Mobilamis fut stupéfait que son oncle paternel Eka-nele eût pu savoir tant de choses sans jamais ne fut-ce qu’un jour, avoir vu à quoi pouvait bien ressembler une salle de classe. Pour la première fois de sa courte vie scolaire, il eut comme un doute sur l’absolue véracité de ce que lui racontaient les Blancs : « L’antilope met bas, le léopard guette », avait dit Mèkoozi.

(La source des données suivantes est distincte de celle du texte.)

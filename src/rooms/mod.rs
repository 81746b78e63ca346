//! Room store - per-match metadata keyed by ledger-issued room id
//!
//! Rooms are created from "room funded" ledger events (idempotently, since
//! the event source may redeliver) and never self-expire: they are closed
//! explicitly on terminal outcomes so an unsettled stake is never orphaned.
//! The settlement record lives here too, implementing the exactly-once
//! "declare winner" emission guard shared by the match engine and the
//! forfeit arbiter.

use dashmap::DashMap;
use tracing::{debug, info};

use crate::util::time::unix_millis;
use crate::ws::protocol::{EndReason, RoomId, Side, WalletAddress};

/// Room lifecycle state
#[derive(Debug, Clone, Copy, PartialEq, Eq)]
pub enum RoomStatus {
    Created,
    BothJoined,
    Active,
    Settling,
    Closed,
}

/// Pending settlement bookkeeping for a room
#[derive(Debug, Clone)]
pub struct SettlementRecord {
    pub winner: WalletAddress,
    pub reason: EndReason,
    /// An emission attempt is currently on the wire
    pub in_flight: bool,
    /// The declare-winner instruction was emitted successfully
    pub emitted: bool,
}

/// One staked match container
#[derive(Debug, Clone)]
pub struct Room {
    pub room_id: RoomId,
    pub player_a: WalletAddress,
    pub player_b: WalletAddress,
    /// Opaque decimal wei amount as reported by the ledger
    pub stake_wei: String,
    pub joined_a: bool,
    pub joined_b: bool,
    pub status: RoomStatus,
    pub created_at: u64,
    pub settlement: Option<SettlementRecord>,
}

impl Room {
    pub fn side_of(&self, player: &WalletAddress) -> Option<Side> {
        if *player == self.player_a {
            Some(Side::A)
        } else if *player == self.player_b {
            Some(Side::B)
        } else {
            None
        }
    }

    pub fn opponent_of(&self, player: &WalletAddress) -> Option<WalletAddress> {
        match self.side_of(player)? {
            Side::A => Some(self.player_b.clone()),
            Side::B => Some(self.player_a.clone()),
        }
    }
}

#[derive(Debug, Clone, Copy, PartialEq, Eq)]
pub enum CreateOutcome {
    Created,
    /// Redelivered event for a known room id; state unchanged
    Duplicate,
}

#[derive(Debug, Clone, Copy, PartialEq, Eq)]
pub enum JoinOutcome {
    /// One participant joined, waiting for the other
    Waiting,
    /// Both flags just became true; caller hands off to the match engine
    BothJoined,
    /// Flag was already set, or the room is past the joining stage
    NoChange,
}

/// Result of requesting the exactly-once settlement emission slot
#[derive(Debug, Clone, PartialEq, Eq)]
pub enum BeginEmission {
    /// Caller owns the emission attempt; must call `finish_emission`
    Proceed,
    /// Another attempt is on the wire right now
    Busy,
    /// Instruction already emitted, or a different winner was recorded first
    Done,
    NotFound,
}

#[derive(Debug, thiserror::Error)]
pub enum RoomError {
    #[error("room {0} not found")]
    NotFound(RoomId),
    #[error("player {player} is not a participant of room {room_id}")]
    NotParticipant {
        room_id: RoomId,
        player: WalletAddress,
    },
}

/// Concurrent room store, shared across all rooms
pub struct RoomStore {
    rooms: DashMap<RoomId, Room>,
    /// Participant -> open rooms index, used on disconnect and for chat
    /// scoping. The ledger may fund several rooms naming the same player.
    by_participant: DashMap<WalletAddress, Vec<RoomId>>,
}

impl RoomStore {
    pub fn new() -> Self {
        Self {
            rooms: DashMap::new(),
            by_participant: DashMap::new(),
        }
    }

    /// Idempotent on room id: duplicate creation is a no-op, not an error,
    /// because the funding event source may redeliver.
    pub fn create(
        &self,
        room_id: RoomId,
        player_a: WalletAddress,
        player_b: WalletAddress,
        stake_wei: String,
    ) -> CreateOutcome {
        if self.rooms.contains_key(&room_id) {
            debug!(room_id = %room_id, "Duplicate room creation ignored");
            return CreateOutcome::Duplicate;
        }

        self.by_participant
            .entry(player_a.clone())
            .or_default()
            .push(room_id);
        self.by_participant
            .entry(player_b.clone())
            .or_default()
            .push(room_id);
        self.rooms.insert(
            room_id,
            Room {
                room_id,
                player_a,
                player_b,
                stake_wei,
                joined_a: false,
                joined_b: false,
                status: RoomStatus::Created,
                created_at: unix_millis(),
                settlement: None,
            },
        );

        info!(room_id = %room_id, "Room created from ledger event");
        CreateOutcome::Created
    }

    /// Flip the joined flag for a confirmed on-chain join. The player's
    /// socket may or may not be registered yet; that is the caller's concern.
    pub fn mark_joined(
        &self,
        room_id: RoomId,
        player: &WalletAddress,
    ) -> Result<JoinOutcome, RoomError> {
        let mut room = self
            .rooms
            .get_mut(&room_id)
            .ok_or(RoomError::NotFound(room_id))?;

        let side = room.side_of(player).ok_or_else(|| RoomError::NotParticipant {
            room_id,
            player: player.clone(),
        })?;

        if room.status != RoomStatus::Created {
            return Ok(JoinOutcome::NoChange);
        }

        let flag = match side {
            Side::A => &mut room.joined_a,
            Side::B => &mut room.joined_b,
        };
        if *flag {
            return Ok(JoinOutcome::NoChange);
        }
        *flag = true;

        if room.joined_a && room.joined_b {
            room.status = RoomStatus::BothJoined;
            info!(room_id = %room_id, "Both participants joined");
            Ok(JoinOutcome::BothJoined)
        } else {
            Ok(JoinOutcome::Waiting)
        }
    }

    /// Transition to Active when the match engine takes ownership
    pub fn activate(&self, room_id: RoomId) -> bool {
        match self.rooms.get_mut(&room_id) {
            Some(mut room) if room.status == RoomStatus::BothJoined => {
                room.status = RoomStatus::Active;
                true
            }
            _ => false,
        }
    }

    /// Read-only snapshot
    pub fn get(&self, room_id: RoomId) -> Option<Room> {
        self.rooms.get(&room_id).map(|r| r.clone())
    }

    /// The open rooms this participant belongs to, in funding order
    pub fn rooms_of(&self, player: &WalletAddress) -> Vec<RoomId> {
        self.by_participant
            .get(player)
            .map(|r| r.clone())
            .unwrap_or_default()
    }

    /// Claim the settlement emission slot for this room. Exactly one caller
    /// ever gets `Proceed` per successful emission, even when a natural win
    /// and a forfeit claim race: the first transition wins and later ones
    /// are no-ops.
    pub fn begin_emission(&self, room_id: RoomId, winner: &WalletAddress) -> BeginEmission {
        let mut room = match self.rooms.get_mut(&room_id) {
            Some(room) => room,
            None => return BeginEmission::NotFound,
        };

        match &mut room.settlement {
            None => {
                room.settlement = Some(SettlementRecord {
                    winner: winner.clone(),
                    reason: EndReason::Score,
                    in_flight: true,
                    emitted: false,
                });
                room.status = RoomStatus::Settling;
                BeginEmission::Proceed
            }
            Some(record) => {
                if record.emitted || record.winner != *winner {
                    BeginEmission::Done
                } else if record.in_flight {
                    BeginEmission::Busy
                } else {
                    // Retry after a failed attempt for the same winner
                    record.in_flight = true;
                    BeginEmission::Proceed
                }
            }
        }
    }

    /// Record the emission attempt's outcome. Success closes and releases
    /// the room; failure keeps it in `Settling` as the only record of the
    /// pending settlement, available for a retried claim.
    pub fn finish_emission(&self, room_id: RoomId, ok: bool) {
        let removed = {
            let mut room = match self.rooms.get_mut(&room_id) {
                Some(room) => room,
                None => return,
            };
            let record = match &mut room.settlement {
                Some(record) => record,
                None => return,
            };
            record.in_flight = false;
            if ok {
                record.emitted = true;
                room.status = RoomStatus::Closed;
                Some((room.player_a.clone(), room.player_b.clone()))
            } else {
                None
            }
        };

        if let Some((a, b)) = removed {
            self.unindex(&a, room_id);
            self.unindex(&b, room_id);
            self.rooms.remove(&room_id);
            info!(room_id = %room_id, "Room settled and released");
        }
    }

    /// Drop one room from a participant's index, keeping their other
    /// open rooms intact
    fn unindex(&self, player: &WalletAddress, room_id: RoomId) {
        if let Some(mut open) = self.by_participant.get_mut(player) {
            open.retain(|id| *id != room_id);
        }
        self.by_participant.remove_if(player, |_, open| open.is_empty());
    }

    /// Annotate the pending settlement with how it was decided
    pub fn set_settlement_reason(&self, room_id: RoomId, reason: EndReason) {
        if let Some(mut room) = self.rooms.get_mut(&room_id) {
            if let Some(record) = &mut room.settlement {
                record.reason = reason;
            }
        }
    }

    /// Pending (not yet emitted) settlement winner, used by claim retries
    pub fn pending_winner(&self, room_id: RoomId) -> Option<WalletAddress> {
        let room = self.rooms.get(&room_id)?;
        match &room.settlement {
            Some(record) if !record.emitted => Some(record.winner.clone()),
            _ => None,
        }
    }

    pub fn open_rooms(&self) -> usize {
        self.rooms.len()
    }
}

impl Default for RoomStore {
    fn default() -> Self {
        Self::new()
    }
}

#[cfg(test)]
mod tests {
    use super::*;

    fn addr(last: &str) -> WalletAddress {
        WalletAddress::parse(&format!("0x{:0>40}", last)).unwrap()
    }

    fn seeded_store() -> (RoomStore, WalletAddress, WalletAddress) {
        let store = RoomStore::new();
        let a = addr("a");
        let b = addr("b");
        store.create(RoomId(42), a.clone(), b.clone(), "10000000000000000".into());
        (store, a, b)
    }

    #[test]
    fn duplicate_creation_leaves_state_unchanged() {
        let (store, a, b) = seeded_store();
        store.mark_joined(RoomId(42), &a).unwrap();

        let outcome = store.create(RoomId(42), a.clone(), b, "999".into());
        assert_eq!(outcome, CreateOutcome::Duplicate);

        let room = store.get(RoomId(42)).unwrap();
        assert!(room.joined_a);
        assert_eq!(room.stake_wei, "10000000000000000");
    }

    #[test]
    fn both_joined_reported_exactly_once() {
        let (store, a, b) = seeded_store();

        assert_eq!(store.mark_joined(RoomId(42), &a).unwrap(), JoinOutcome::Waiting);
        assert_eq!(store.mark_joined(RoomId(42), &a).unwrap(), JoinOutcome::NoChange);
        assert_eq!(
            store.mark_joined(RoomId(42), &b).unwrap(),
            JoinOutcome::BothJoined
        );
        // Redelivered join event after the handoff
        assert_eq!(store.mark_joined(RoomId(42), &b).unwrap(), JoinOutcome::NoChange);
        assert_eq!(store.get(RoomId(42)).unwrap().status, RoomStatus::BothJoined);
    }

    #[test]
    fn join_rejects_bystanders_and_unknown_rooms() {
        let (store, _a, _b) = seeded_store();
        assert!(matches!(
            store.mark_joined(RoomId(42), &addr("c")),
            Err(RoomError::NotParticipant { .. })
        ));
        assert!(matches!(
            store.mark_joined(RoomId(7), &addr("a")),
            Err(RoomError::NotFound(_))
        ));
    }

    #[test]
    fn emission_slot_granted_once() {
        let (store, a, _b) = seeded_store();

        assert_eq!(store.begin_emission(RoomId(42), &a), BeginEmission::Proceed);
        // A racing path is refused while the first attempt is in flight
        assert_eq!(store.begin_emission(RoomId(42), &a), BeginEmission::Busy);

        store.finish_emission(RoomId(42), true);
        // Room is released after successful emission
        assert!(store.get(RoomId(42)).is_none());
        assert_eq!(store.begin_emission(RoomId(42), &a), BeginEmission::NotFound);
        assert!(store.rooms_of(&a).is_empty());
    }

    #[test]
    fn player_can_be_indexed_in_multiple_open_rooms() {
        let (store, a, b) = seeded_store();
        let c = addr("c");
        store.create(RoomId(43), a.clone(), c, "5".into());

        assert_eq!(store.rooms_of(&a), vec![RoomId(42), RoomId(43)]);

        // Settling one room must not orphan the player's other room
        store.begin_emission(RoomId(42), &a);
        store.finish_emission(RoomId(42), true);
        assert_eq!(store.rooms_of(&a), vec![RoomId(43)]);
        assert!(store.rooms_of(&b).is_empty());
    }

    #[test]
    fn failed_emission_keeps_room_and_allows_retry() {
        let (store, a, _b) = seeded_store();

        assert_eq!(store.begin_emission(RoomId(42), &a), BeginEmission::Proceed);
        store.finish_emission(RoomId(42), false);

        // The only record of the pending settlement survives
        let room = store.get(RoomId(42)).unwrap();
        assert_eq!(room.status, RoomStatus::Settling);
        assert_eq!(store.pending_winner(RoomId(42)).unwrap(), a);

        assert_eq!(store.begin_emission(RoomId(42), &a), BeginEmission::Proceed);
        store.finish_emission(RoomId(42), true);
        assert!(store.get(RoomId(42)).is_none());
    }

    #[test]
    fn conflicting_winner_is_a_no_op() {
        let (store, a, b) = seeded_store();

        assert_eq!(store.begin_emission(RoomId(42), &a), BeginEmission::Proceed);
        // Racing forfeit claim naming the other player: first transition wins
        assert_eq!(store.begin_emission(RoomId(42), &b), BeginEmission::Done);
    }
}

Le lendemain soir, tous les enfants se regroupèrent autour d’Eka-nele en répétant :
- Un conte ! Un conte ! Un conte !
- Puisque vous insistez, répondit l’interpellé, au train où vont les choses je pense qu’il serait judicieux de vous narrer aujourd’hui «Mbalanga l’étranger de Moyoy », une histoire portant sur les lois de l’hospitalité ; ceci pourrait vous donnez un éclairage sur notre comportement. Mbalanga encore appelé Pentacletra macrophyllia est un arbre dont l’écorce hachée et mise en décoction a un pouvoir antidépresseur : ce breuvage est administré pour atténuer la douleur morale des endeuillés. Dans l’imaginaire culturel kwil tout visiteur inconnu doit être reçu tel un invité car nul ne sait si ce n’est envoyé ou avatar de Dieu ; voilà pourquoi, toujours considérés comme invités, certains fils ou neveux d’esclaves de guerre sont devenus chefs de village. Telle est la réponse à la question que je vous laisse le soin de vous poser.